Carmelo Polino es miembro del Equipo del Observatorio Iberoamericano de la Ciencia, la Tecnología y la Sociedad
Proyecto Iberoamericano de Divulgación y Cultura Cientifica

En uno de los casos policiales de la genial saga del comisario Salvo Montalbano, ambientada en Vígata, un pequeño pueblito imaginario de Sicilia, Andrea Camilleri describe a los buenos periodistas como caballos de raza que olfatean la noticia. El olfato periodístico ha sido, no obstante, uno de los sentidos menos apreciados en el ámbito de la ciencia. En el año de 1837, por ejemplo, las autoridades de la Academia de Ciencias de París propusieron a sus miembros una decisión osada. Pretendían que los periodistas que por aquella época merodeaban los salones burgueses y los cafés de la ciudad en busca de chismes y relatos, pudieran tener acceso a las sesiones y a las actas internas de las discusiones de los científicos. Inmediatamente estalló una polémica acalorada. Para muchos académicos, que los periodistas accedieran al recinto que hasta ese momento era exclusivo de los «filósofos naturales» era algo inaceptable, la credibilidad de la ciencia estaba en juego. Algunos sostenían con vehemencia que si se admitía a los periodistas en la sala, su «indiscreta pluma» podría revelar impunemente errores que los sabios pueden proferir en un momento de irreflexión. (1)

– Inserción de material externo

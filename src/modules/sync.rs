use serde::{Deserialize, Serialize};

use crate::errors::{CustomResult, Error};
use crate::modules::helpers::math::Math;
use crate::modules::models::telemetry::TelemetrySample;

/// The uniform replay clock. Frame `i` sits at `start + i / fps`, the last
/// frame is the last tick that still fits inside the session window.
#[derive(Debug, Clone, Copy, PartialEq)]
pub struct FrameClock {
    pub start: f64,
    pub end: f64,
    pub fps: u32,
}

impl FrameClock {
    pub fn new(start: f64, end: f64, fps: u32) -> FrameClock {
        FrameClock { start, end, fps }
    }

    pub fn len(&self) -> usize {
        ((self.end - self.start) * self.fps as f64).floor() as usize + 1
    }

    pub fn is_empty(&self) -> bool {
        false
    }

    pub fn time_at(&self, index: usize) -> f64 {
        self.start + index as f64 / self.fps as f64
    }
}

/// one driver's state resampled onto a single clock tick
#[derive(Debug, Clone, Copy, PartialEq, Serialize, Deserialize)]
pub struct SyncedSample {
    pub x: f64,
    pub y: f64,
    pub speed: f64,
    pub gear: i32,
    pub throttle: f64,
    pub brake: f64,
    pub drs: i32,
    pub distance: f64,
    /// false once the raw stream ran out and values are held
    pub active: bool,
}

/// one driver's full resampled stream, aligned with the frame clock.
/// `None` means the driver was not yet on track at that tick.
#[derive(Debug, Clone, PartialEq)]
pub struct SyncedStream {
    pub driver: String,
    pub points: Vec<Option<SyncedSample>>,
}

impl SyncedStream {
    pub fn at(&self, index: usize) -> Option<&SyncedSample> {
        self.points.get(index).and_then(|p| p.as_ref())
    }
}

/// # resample one driver onto the frame clock
/// between two raw samples position, speed, pedals and distance are linearly
/// interpolated; gear and drs hold the preceding value. after the last raw
/// sample everything is held and the sample is flagged inactive. before the
/// first raw sample the driver is absent.
///
/// ## Arguments
/// * `driver` - driver code, only used for error context
/// * `samples` - raw samples sorted by time
/// * `clock` - the session frame clock
///
/// ## Returns
/// * `SyncedStream` - one entry per clock tick
pub fn resample_driver(
    driver: &str,
    samples: &[TelemetrySample],
    clock: &FrameClock,
) -> CustomResult<SyncedStream> {
    validate_samples(driver, samples)?;

    let mut points = Vec::with_capacity(clock.len());
    for index in 0..clock.len() {
        let t = clock.time_at(index);
        points.push(sample_at(samples, t));
    }

    Ok(SyncedStream {
        driver: driver.to_string(),
        points,
    })
}

fn validate_samples(driver: &str, samples: &[TelemetrySample]) -> CustomResult<()> {
    if samples.is_empty() {
        return Err(Error::PartialComputationError {
            driver: driver.to_string(),
            message: "empty telemetry stream".to_string(),
        });
    }

    let mut previous_time = f64::NEG_INFINITY;
    for sample in samples {
        let finite = sample.time.is_finite()
            && sample.x.is_finite()
            && sample.y.is_finite()
            && sample.speed.is_finite()
            && sample.distance.is_finite();
        if !finite {
            return Err(Error::PartialComputationError {
                driver: driver.to_string(),
                message: format!("non-finite values at t={}", sample.time),
            });
        }
        if sample.time < previous_time {
            return Err(Error::PartialComputationError {
                driver: driver.to_string(),
                message: format!("timestamps not monotonic at t={}", sample.time),
            });
        }
        previous_time = sample.time;
    }

    Ok(())
}

fn sample_at(samples: &[TelemetrySample], t: f64) -> Option<SyncedSample> {
    let index = Math::last_at_or_before(samples, t, |s| s.time)?;
    let before = &samples[index];

    if index + 1 < samples.len() {
        let after = &samples[index + 1];
        let fraction = Math::fraction_between(t, before.time, after.time);
        Some(SyncedSample {
            x: Math::lerp(before.x, after.x, fraction),
            y: Math::lerp(before.y, after.y, fraction),
            speed: Math::lerp(before.speed, after.speed, fraction),
            gear: before.gear,
            throttle: Math::lerp(before.throttle, after.throttle, fraction),
            brake: Math::lerp(before.brake, after.brake, fraction),
            drs: before.drs,
            distance: Math::lerp(before.distance, after.distance, fraction),
            active: true,
        })
    } else {
        // stream ran out, hold the last known values
        Some(SyncedSample {
            x: before.x,
            y: before.y,
            speed: before.speed,
            gear: before.gear,
            throttle: before.throttle,
            brake: before.brake,
            drs: before.drs,
            distance: before.distance,
            active: t - before.time <= 1e-9,
        })
    }
}
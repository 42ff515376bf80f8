use chrono::NaiveDate;
use diesel::prelude::*;
use diesel::result::Error;
use diesel::PgConnection;
use serde::{Deserialize, Serialize};

use crate::modules::models::telemetry::SessionKey;
use crate::schema::sessions;

#[derive(Insertable, Serialize, Debug, Clone, Deserialize)]
#[diesel(table_name = sessions)]
pub struct NewSessionRow {
    pub year: i32,
    pub round_number: i32,
    pub session_type: String,
    pub fps: i32,
    pub event_name: String,
    pub event_date: NaiveDate,
    pub total_laps: i32,
    pub driver_colors: serde_json::Value,
    pub track_statuses: serde_json::Value,
    pub degraded: bool,
    pub failed_drivers: serde_json::Value,
}

#[derive(Queryable, Identifiable, Serialize, PartialEq, Debug, Clone, Deserialize)]
#[diesel(table_name = sessions)]
pub struct SessionRow {
    pub id: i32,
    pub year: i32,
    pub round_number: i32,
    pub session_type: String,
    pub fps: i32,
    pub event_name: String,
    pub event_date: NaiveDate,
    pub total_laps: i32,
    pub driver_colors: serde_json::Value,
    pub track_statuses: serde_json::Value,
    pub degraded: bool,
    pub failed_drivers: serde_json::Value,
}

impl SessionRow {
    /// # insert a new session
    ///
    /// ## Arguments
    /// * `conn` - the database connection
    /// * `new_session` - the row to insert
    ///
    /// ## Returns
    /// * `SessionRow` - the inserted row with its id
    pub fn new(conn: &mut PgConnection, new_session: &NewSessionRow) -> Result<SessionRow, Error> {
        diesel::insert_into(sessions::table)
            .values(new_session)
            .get_result(conn)
    }

    /// # list every stored session
    ///
    /// ## Arguments
    /// * `conn` - the database connection
    ///
    /// ## Returns
    /// * `Vec<SessionRow>` - all rows, ordered by year then round
    pub fn all(conn: &mut PgConnection) -> Result<Vec<SessionRow>, Error> {
        use crate::schema::sessions::dsl::*;

        sessions
            .order((year.asc(), round_number.asc()))
            .load(conn)
    }

    /// # get a session by its cache key
    ///
    /// ## Arguments
    /// * `conn` - the database connection
    /// * `key` - the full cache key, fps included
    ///
    /// ## Returns
    /// * `Option<SessionRow>` - the row, None when absent
    pub fn get_by_key(
        conn: &mut PgConnection,
        key: &SessionKey,
    ) -> Result<Option<SessionRow>, Error> {
        Self::by_key(key).first(conn).optional()
    }

    /// # delete a session and all of its frames
    ///
    /// ## Arguments
    /// * `conn` - the database connection
    /// * `key` - the full cache key, fps included
    pub fn delete_by_key(conn: &mut PgConnection, key: &SessionKey) -> Result<(), Error> {
        use crate::schema::frames;

        if let Some(row) = Self::get_by_key(conn, key)? {
            diesel::delete(frames::table.filter(frames::session_id.eq(row.id))).execute(conn)?;
            diesel::delete(sessions::table.filter(sessions::id.eq(row.id))).execute(conn)?;
        }

        Ok(())
    }

    fn by_key(key: &SessionKey) -> sessions::BoxedQuery<'static, diesel::pg::Pg> {
        use crate::schema::sessions::dsl::*;

        sessions
            .filter(year.eq(key.year))
            .filter(round_number.eq(key.round_number))
            .filter(session_type.eq(key.session_type.as_str().to_string()))
            .filter(fps.eq(key.fps as i32))
            .into_boxed()
    }
}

En las circunstancias actuales todavía hay recelos que delatan actitudes de confrontación entre prácticas profesionales distintas. Podría enumerar una buena cantidad de ejemplos sintomáticos que reciclan bajos nuevas formas viejas contrariedades. Pero en más de un sentido, este risueño episodio parece indudablemente antediluviano para la matriz institucional de la ciencia contemporánea. La institución científica ha experimentado en las últimas décadas cambios estructurales de tamaño, escala y cualitativos que repercutieron en la orientación de objetivos y en el desarrollo de las líneas de investigación. Asimismo en la formación de las comunidades de científicos, y en la relación y alianzas de la ciencia con otras instituciones sociales, como la industria, las finanzas y los mercados globales. Esto también ha implicado a su vez nuevos modos de organizar la investigación, nuevos actores involucrados en los procesos de validación, valoración y tomas de decisión y, por lo tanto, también la conformación (al menos en algunos sectores de punta) de fronteras difusas entre ciencia, tecnología, innovación y negocios. Estas circunstancias se han visto acompañadas de una exposición pública de la ciencia que ha ido constantemente en aumento. En buena medida, hoy la tecnociencia se hace en público. J. Ziman decía que la ciencia tradicional fue adquiriendo nuevos valores epistémicos y extra epistémicos y que producto de ello «fue cambiando ante nuestros propios ojos». (2)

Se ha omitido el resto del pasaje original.